Lynxランサムウェアとは
Lynxランサムウェアは2024年7月に確認され、WindowsおよびLinux環境の両方で動作する「Ransomware-as-a-Service(RaaS:サービスとしてのランサムウェア)」プラットフォームとして運用されています。暗号化されたファイルには「.LYNX」という拡張子が付けられます。
このランサムウェアは、暗号化の前に機密データを抜き取る「二重脅迫」という手法を採用しています。標的は主に不動産、製造、小売、金融といった業界であり、医療および政府関連の分野は避けています。
影響を受けた国には、アメリカ、イギリス、カナダ、オーストラリア、ドイツ、スウェーデンなどが含まれます。
Lynxランサムウェアは、フィッシング攻撃を通じて認証情報を盗み、不正アクセスを行います。
まず、暗号化の妨げとなるセキュリティ、バックアップ、データベース、システムユーティリティに関連するプロセスを洗い出し、終了させます。
次に、SeTakeOwnershipPrivilegeを有効にし、制限されたファイルのセキュリティ記述子を変更することで、ファイルの変更や暗号化を可能にします。さらに、DeviceIoControlを使用してシャドウコピーを削除し、システムの復元ポイントからの復旧を防ぎます。
その後、WindowsのI/O Completion Portsを利用してマルチスレッドの暗号化プロセスを構築し、CPUコア数に応じて複数のスレッドを生成して暗号化速度を最大化します。
各ファイルはAES-128のCTR(カウンター)モードで暗号化され、生成されたキーストリームがプレーンテキストとXOR演算されます。
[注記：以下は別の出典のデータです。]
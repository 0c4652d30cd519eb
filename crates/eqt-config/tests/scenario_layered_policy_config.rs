//! Scenario: layered config drives the normalizer and sync policies.
//!
//! Validates:
//! 1) No layers (or empty layers) reproduce the legacy policies.
//! 2) Later layers override earlier ones leaf by leaf.
//! 3) Config hash is stable and independent of key order.
//! 4) Unused keys are reported in Warn mode and rejected in Fail mode.

use std::time::Duration;

use eqt_config::{load_layered_yaml_from_strings, report_unused_keys, UnusedKeyPolicy};
use eqt_normalize::{Action, ActionPolicy, EquipmentKey, IdentifierPolicy};

const BASE_YAML: &str = r#"
normalizer:
  placeholders: ["-", "na", "n/a", "null", "undefined", "tbd"]
sync:
  min_interval_ms: 8000
  force_update_all: false
store:
  history_path: "exports/form_responses.csv"
  equipment_path: "exports/master_alat.csv"
"#;

const BASE_YAML_REORDERED: &str = r#"
store:
  equipment_path: "exports/master_alat.csv"
  history_path: "exports/form_responses.csv"
sync:
  force_update_all: false
  min_interval_ms: 8000
normalizer:
  placeholders: ["-", "na", "n/a", "null", "undefined", "tbd"]
"#;

const STRICT_OVERLAY: &str = r#"
normalizer:
  unknown_action: checkout
  checkin:
    prefixes: ["Pengembali"]
    contains: ["kembali", "checkin", "balik"]
    exact: ["return"]
sync:
  min_interval_ms: 2000
"#;

#[test]
fn empty_layers_reproduce_legacy_policies() {
    let loaded = load_layered_yaml_from_strings(&[]).expect("load");
    assert_eq!(loaded.tracker.action_policy(), ActionPolicy::legacy());
    assert_eq!(loaded.tracker.identifier_policy(), IdentifierPolicy::default());
    assert_eq!(loaded.tracker.sync.min_interval(), Duration::from_secs(8));

    let blank = load_layered_yaml_from_strings(&["", "# comment only\n"]).expect("load");
    assert_eq!(blank.tracker, loaded.tracker);
}

#[test]
fn overlay_overrides_leaf_by_leaf() {
    let loaded = load_layered_yaml_from_strings(&[BASE_YAML, STRICT_OVERLAY]).expect("load");
    let t = &loaded.tracker;

    assert_eq!(t.sync.min_interval_ms, 2000);
    assert!(!t.sync.force_update_all);
    assert_eq!(t.store.history_path.as_deref(), Some("exports/form_responses.csv"));

    let actions = t.action_policy();
    assert_eq!(actions.fallback, Action::Checkout);
    assert_eq!(actions.resolve("dibalikin"), Action::Checkin);
    // checkout terms were not overridden
    assert_eq!(actions.checkout, ActionPolicy::legacy().checkout);
    // overlay terms are lower-cased
    assert_eq!(actions.checkin.prefixes, vec!["pengembali".to_string()]);

    let ids = t.identifier_policy();
    assert!(!ids.is_valid(&EquipmentKey::normalize("TBD")));
}

#[test]
fn hash_is_stable_and_key_order_independent() {
    let a = load_layered_yaml_from_strings(&[BASE_YAML]).expect("load");
    let b = load_layered_yaml_from_strings(&[BASE_YAML]).expect("load");
    let c = load_layered_yaml_from_strings(&[BASE_YAML_REORDERED]).expect("load");
    let d = load_layered_yaml_from_strings(&[BASE_YAML, STRICT_OVERLAY]).expect("load");

    assert_eq!(a.config_hash, b.config_hash);
    assert_eq!(a.config_hash, c.config_hash);
    assert_eq!(a.canonical_json, c.canonical_json);
    assert_ne!(a.config_hash, d.config_hash);
    assert_eq!(a.config_hash.len(), 64);
}

#[test]
fn unused_keys_warn_or_fail() {
    let yaml = r#"
sync:
  min_interval_ms: 1000
spreadsheet:
  id: "abc"
  range: "A2:K"
"#;
    let loaded = load_layered_yaml_from_strings(&[yaml]).expect("load");

    let report = report_unused_keys(&loaded.config_json, UnusedKeyPolicy::Warn).expect("warn");
    assert_eq!(
        report.unused_leaf_pointers,
        vec!["/spreadsheet/id".to_string(), "/spreadsheet/range".to_string()]
    );

    let err = report_unused_keys(&loaded.config_json, UnusedKeyPolicy::Fail)
        .expect_err("fail mode must reject unused keys");
    assert!(err.to_string().contains("CONFIG_UNUSED_KEYS"));

    let clean = load_layered_yaml_from_strings(&[BASE_YAML]).expect("load");
    assert!(report_unused_keys(&clean.config_json, UnusedKeyPolicy::Fail)
        .expect("clean")
        .is_clean());
}

#[test]
fn wrong_types_are_rejected() {
    let err = load_layered_yaml_from_strings(&["sync:\n  min_interval_ms: soon\n"])
        .expect_err("must reject");
    assert!(err.to_string().contains("tracker schema"));
}

#[test]
fn shipped_base_layer_is_clean_and_legacy() {
    let base = std::path::Path::new(env!("CARGO_MANIFEST_DIR"))
        .join("..")
        .join("..")
        .join("config/defaults/base.yaml");
    let base_s = base.to_string_lossy().to_string();

    let loaded = eqt_config::load_layered_yaml(&[base_s.as_str()]).expect("load base");
    assert!(report_unused_keys(&loaded.config_json, UnusedKeyPolicy::Fail)
        .expect("no unused keys")
        .is_clean());
    assert_eq!(loaded.tracker.action_policy(), ActionPolicy::legacy());
    assert_eq!(loaded.tracker.identifier_policy(), IdentifierPolicy::default());
    assert_eq!(loaded.tracker.sync.min_interval(), Duration::from_secs(8));
}
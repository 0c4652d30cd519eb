//! Sync rate limiter.
//!
//! Reading equipment can trigger a sync, and a busy page would otherwise
//! re-read the whole history sheet on every request. One `SyncThrottle` is
//! built per process by the service entry point and passed by reference to
//! whoever wants to sync.
//!
//! # Invariants
//!
//! - At most one sync is in flight.
//! - Without `force`, a sync starts only once `min_interval` has passed since
//!   the last *successful* run.
//! - `last_run_at` advances only on success; a failed sync is retried on the
//!   next request.
//! - Pure: the caller supplies `now`.

use std::time::{Duration, Instant};

/// Minimum spacing of non-forced syncs.
pub const DEFAULT_MIN_INTERVAL: Duration = Duration::from_millis(8_000);

#[derive(Clone, Copy, Debug, PartialEq, Eq)]
pub enum ThrottleDecision {
    /// Caller must run the sync and then call [`SyncThrottle::finish`].
    Run,
    /// Last successful run is too recent.
    Skip { remaining: Duration },
    /// Another sync is running; wait for it instead of starting one.
    InFlight,
}

#[derive(Clone, Debug)]
pub struct SyncThrottle {
    min_interval: Duration,
    last_run_at: Option<Instant>,
    in_flight: bool,
}

impl Default for SyncThrottle {
    fn default() -> Self {
        Self::new(DEFAULT_MIN_INTERVAL)
    }
}

impl SyncThrottle {
    pub fn new(min_interval: Duration) -> Self {
        Self {
            min_interval,
            last_run_at: None,
            in_flight: false,
        }
    }

    /// Decide whether a sync may start at `now`. `Run` marks it in flight.
    pub fn try_begin(&mut self, now: Instant, force: bool) -> ThrottleDecision {
        if !force {
            if let Some(last) = self.last_run_at {
                let elapsed = now.saturating_duration_since(last);
                if elapsed < self.min_interval {
                    return ThrottleDecision::Skip {
                        remaining: self.min_interval - elapsed,
                    };
                }
            }
        }

        if self.in_flight {
            return ThrottleDecision::InFlight;
        }

        self.in_flight = true;
        ThrottleDecision::Run
    }

    /// Close the in-flight run.
    pub fn finish(&mut self, now: Instant, succeeded: bool) {
        self.in_flight = false;
        if succeeded {
            self.last_run_at = Some(now);
        }
    }

    pub fn is_in_flight(&self) -> bool {
        self.in_flight
    }

    pub fn last_run_at(&self) -> Option<Instant> {
        self.last_run_at
    }

    pub fn min_interval(&self) -> Duration {
        self.min_interval
    }
}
ブロックごとにナンス(nonce)がインクリメントされることで、暗号化の一意性が確保されます。暗号化が完了すると、ファイル名が変更されます。加えて、ネットワーク共有や共有フォルダ上のファイルも洗い出し・暗号化され、ネストされたリソースも再帰的に処理されることで、広範囲なデータ暗号化が実現されます。さらに、すべての利用可能なボリュームをドライブレターにマウントし、隠しドライブや未割り当てのドライブも暗号化対象とします。暗号化前に機密データを外部に送信し、身代金が支払われない場合には専用のリークサイトを通じて情報を公開すると脅迫します。
Lynxランサムウェアの進化する性質と、新バージョンに繰り返し現れるコードパターンは、組織がサイバーセキュリティ対策を継続的に更新する必要性を強調しています。
推奨される対策
- IoC(侵害の痕跡)を監視し、異常を早期に検知する。
- Windows環境を最新の状態に保ち、 多要素認証(MFA)を導入する。
- 包括的な脅威評価を実施し、見落としや改善点を洗い出す。
※本文中に記載されている会社名・製品名は各社の登録商標または商標の場合があります。
本稿は、KPMGインドが発行している「Threat Intelligence Advisories」を翻訳したものです。翻訳と英語原文に齟齬がある場合には、英語原文が優先するものとします。また、本文中の数値や引用は、英語原文の出典によるものであることをお断りします。